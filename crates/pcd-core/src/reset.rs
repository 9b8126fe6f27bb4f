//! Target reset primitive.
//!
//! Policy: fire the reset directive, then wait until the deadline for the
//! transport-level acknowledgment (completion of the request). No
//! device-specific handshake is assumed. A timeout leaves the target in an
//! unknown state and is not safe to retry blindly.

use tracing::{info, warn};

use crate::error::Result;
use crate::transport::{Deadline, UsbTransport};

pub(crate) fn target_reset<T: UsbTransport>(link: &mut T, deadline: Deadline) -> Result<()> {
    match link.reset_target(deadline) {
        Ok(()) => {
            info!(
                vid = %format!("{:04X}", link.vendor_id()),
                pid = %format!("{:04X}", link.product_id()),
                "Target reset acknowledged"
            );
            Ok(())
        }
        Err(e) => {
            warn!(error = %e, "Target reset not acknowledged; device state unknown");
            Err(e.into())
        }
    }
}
________
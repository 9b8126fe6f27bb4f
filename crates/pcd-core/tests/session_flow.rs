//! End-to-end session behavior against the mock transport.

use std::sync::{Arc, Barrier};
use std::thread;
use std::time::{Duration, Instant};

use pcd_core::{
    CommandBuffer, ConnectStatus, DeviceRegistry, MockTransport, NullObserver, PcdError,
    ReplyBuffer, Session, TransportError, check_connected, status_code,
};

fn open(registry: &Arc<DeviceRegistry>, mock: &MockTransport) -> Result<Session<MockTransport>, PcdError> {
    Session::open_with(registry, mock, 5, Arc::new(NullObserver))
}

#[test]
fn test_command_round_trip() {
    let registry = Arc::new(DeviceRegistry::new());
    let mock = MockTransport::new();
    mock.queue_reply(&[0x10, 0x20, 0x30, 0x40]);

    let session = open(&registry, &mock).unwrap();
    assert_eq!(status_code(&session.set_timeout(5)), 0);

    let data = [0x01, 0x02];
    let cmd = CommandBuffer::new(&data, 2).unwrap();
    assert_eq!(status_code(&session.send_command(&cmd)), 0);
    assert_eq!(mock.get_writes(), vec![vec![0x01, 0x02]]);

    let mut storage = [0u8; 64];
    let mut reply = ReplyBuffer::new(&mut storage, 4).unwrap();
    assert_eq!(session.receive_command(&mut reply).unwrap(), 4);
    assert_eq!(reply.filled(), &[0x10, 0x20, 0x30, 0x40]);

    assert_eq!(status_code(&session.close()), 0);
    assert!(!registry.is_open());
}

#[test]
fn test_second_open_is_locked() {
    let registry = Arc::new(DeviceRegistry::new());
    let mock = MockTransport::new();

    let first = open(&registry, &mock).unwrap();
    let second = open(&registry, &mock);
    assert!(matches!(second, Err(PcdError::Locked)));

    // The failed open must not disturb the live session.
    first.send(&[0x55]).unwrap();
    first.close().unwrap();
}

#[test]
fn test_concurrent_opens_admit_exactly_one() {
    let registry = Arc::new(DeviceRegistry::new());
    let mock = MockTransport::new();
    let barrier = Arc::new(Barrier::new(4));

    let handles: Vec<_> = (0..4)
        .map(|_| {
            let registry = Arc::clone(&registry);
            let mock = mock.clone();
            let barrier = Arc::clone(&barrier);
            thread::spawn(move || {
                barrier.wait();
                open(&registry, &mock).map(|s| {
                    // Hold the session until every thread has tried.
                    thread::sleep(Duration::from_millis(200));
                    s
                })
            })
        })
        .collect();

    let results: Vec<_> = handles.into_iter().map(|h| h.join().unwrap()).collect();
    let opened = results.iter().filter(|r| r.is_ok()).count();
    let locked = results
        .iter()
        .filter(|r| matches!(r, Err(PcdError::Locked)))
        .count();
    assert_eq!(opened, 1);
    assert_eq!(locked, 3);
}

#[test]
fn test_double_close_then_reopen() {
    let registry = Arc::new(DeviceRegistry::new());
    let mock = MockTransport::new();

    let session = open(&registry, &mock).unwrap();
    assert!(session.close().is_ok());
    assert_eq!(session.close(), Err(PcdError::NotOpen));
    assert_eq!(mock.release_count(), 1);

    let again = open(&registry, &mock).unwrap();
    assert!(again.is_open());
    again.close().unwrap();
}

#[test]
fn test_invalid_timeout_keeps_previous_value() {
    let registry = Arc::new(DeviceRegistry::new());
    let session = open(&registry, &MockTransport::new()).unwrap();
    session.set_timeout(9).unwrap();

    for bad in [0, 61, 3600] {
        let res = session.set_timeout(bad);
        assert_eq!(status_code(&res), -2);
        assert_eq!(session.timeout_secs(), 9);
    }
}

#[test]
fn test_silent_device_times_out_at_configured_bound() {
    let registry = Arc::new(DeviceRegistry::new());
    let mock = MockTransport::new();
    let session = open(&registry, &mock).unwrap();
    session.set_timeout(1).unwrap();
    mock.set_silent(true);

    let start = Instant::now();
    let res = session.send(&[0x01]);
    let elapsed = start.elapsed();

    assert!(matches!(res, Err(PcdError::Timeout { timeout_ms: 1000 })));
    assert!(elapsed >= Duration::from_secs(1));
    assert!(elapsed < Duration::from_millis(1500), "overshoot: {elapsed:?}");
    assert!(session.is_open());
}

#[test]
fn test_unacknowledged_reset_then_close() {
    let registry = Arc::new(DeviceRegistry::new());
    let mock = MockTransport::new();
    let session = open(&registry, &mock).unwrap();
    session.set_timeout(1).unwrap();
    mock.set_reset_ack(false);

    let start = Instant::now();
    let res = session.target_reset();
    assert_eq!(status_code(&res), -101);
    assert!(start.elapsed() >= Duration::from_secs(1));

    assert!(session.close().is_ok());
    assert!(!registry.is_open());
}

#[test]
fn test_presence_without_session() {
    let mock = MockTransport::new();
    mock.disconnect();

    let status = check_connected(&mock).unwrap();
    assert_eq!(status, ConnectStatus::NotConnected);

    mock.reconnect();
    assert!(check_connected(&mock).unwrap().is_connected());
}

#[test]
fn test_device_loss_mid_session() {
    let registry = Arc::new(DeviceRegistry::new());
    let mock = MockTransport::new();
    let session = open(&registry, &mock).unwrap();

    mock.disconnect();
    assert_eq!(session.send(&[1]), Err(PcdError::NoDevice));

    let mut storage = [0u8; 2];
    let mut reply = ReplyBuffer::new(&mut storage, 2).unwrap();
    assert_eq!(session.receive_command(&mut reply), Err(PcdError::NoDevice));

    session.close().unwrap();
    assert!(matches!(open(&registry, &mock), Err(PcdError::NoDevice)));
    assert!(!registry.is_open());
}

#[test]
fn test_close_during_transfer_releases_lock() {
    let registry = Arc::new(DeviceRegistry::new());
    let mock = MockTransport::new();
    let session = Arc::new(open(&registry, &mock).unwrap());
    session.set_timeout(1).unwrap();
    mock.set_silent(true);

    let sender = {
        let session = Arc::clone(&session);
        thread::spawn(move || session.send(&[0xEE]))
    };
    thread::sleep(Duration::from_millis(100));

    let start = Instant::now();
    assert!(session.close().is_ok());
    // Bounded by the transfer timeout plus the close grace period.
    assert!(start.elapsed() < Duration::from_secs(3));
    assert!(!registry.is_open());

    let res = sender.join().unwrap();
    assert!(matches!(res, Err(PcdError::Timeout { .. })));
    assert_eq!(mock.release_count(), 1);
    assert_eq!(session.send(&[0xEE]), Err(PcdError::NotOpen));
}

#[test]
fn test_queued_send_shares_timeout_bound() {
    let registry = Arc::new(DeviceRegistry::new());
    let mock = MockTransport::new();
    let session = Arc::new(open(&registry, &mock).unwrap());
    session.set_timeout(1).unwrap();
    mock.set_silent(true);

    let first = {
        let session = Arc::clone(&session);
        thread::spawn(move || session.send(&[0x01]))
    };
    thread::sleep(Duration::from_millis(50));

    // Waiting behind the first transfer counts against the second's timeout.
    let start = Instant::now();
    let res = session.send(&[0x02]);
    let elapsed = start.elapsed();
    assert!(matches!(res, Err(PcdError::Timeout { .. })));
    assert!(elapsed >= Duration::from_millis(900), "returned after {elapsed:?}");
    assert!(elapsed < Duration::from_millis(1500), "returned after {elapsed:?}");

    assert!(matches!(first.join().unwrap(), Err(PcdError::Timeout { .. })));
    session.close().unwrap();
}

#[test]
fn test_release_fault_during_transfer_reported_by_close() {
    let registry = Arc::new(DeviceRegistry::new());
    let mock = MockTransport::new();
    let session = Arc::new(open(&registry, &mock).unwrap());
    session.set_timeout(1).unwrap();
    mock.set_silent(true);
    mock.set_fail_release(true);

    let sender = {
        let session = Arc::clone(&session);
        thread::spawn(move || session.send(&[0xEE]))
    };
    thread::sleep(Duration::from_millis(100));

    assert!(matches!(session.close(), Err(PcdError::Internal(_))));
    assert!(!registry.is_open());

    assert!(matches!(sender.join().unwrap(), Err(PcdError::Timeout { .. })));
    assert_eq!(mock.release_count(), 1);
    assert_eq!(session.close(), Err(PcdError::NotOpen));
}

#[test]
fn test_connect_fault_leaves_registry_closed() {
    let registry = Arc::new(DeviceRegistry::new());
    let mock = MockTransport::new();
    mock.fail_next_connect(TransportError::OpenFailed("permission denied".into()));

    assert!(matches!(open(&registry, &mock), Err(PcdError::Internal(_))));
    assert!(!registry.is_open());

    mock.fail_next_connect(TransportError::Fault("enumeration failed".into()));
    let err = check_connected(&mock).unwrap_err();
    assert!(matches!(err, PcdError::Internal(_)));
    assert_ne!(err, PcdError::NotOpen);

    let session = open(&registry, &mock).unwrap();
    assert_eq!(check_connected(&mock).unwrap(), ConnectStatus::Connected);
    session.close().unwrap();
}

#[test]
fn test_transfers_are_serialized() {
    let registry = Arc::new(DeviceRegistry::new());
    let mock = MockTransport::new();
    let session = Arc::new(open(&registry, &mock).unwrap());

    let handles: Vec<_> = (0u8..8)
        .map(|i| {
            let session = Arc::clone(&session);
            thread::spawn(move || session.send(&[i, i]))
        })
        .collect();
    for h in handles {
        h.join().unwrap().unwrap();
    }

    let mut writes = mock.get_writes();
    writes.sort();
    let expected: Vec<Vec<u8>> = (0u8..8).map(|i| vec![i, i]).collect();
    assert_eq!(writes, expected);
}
________
Scan the entries for lines holding the string "sleep", then copy every one of them.

                    thread::sleep(Duration::from_millis(200));
    thread::sleep(Duration::from_millis(100));
    thread::sleep(Duration::from_millis(50));
    thread::sleep(Duration::from_millis(100));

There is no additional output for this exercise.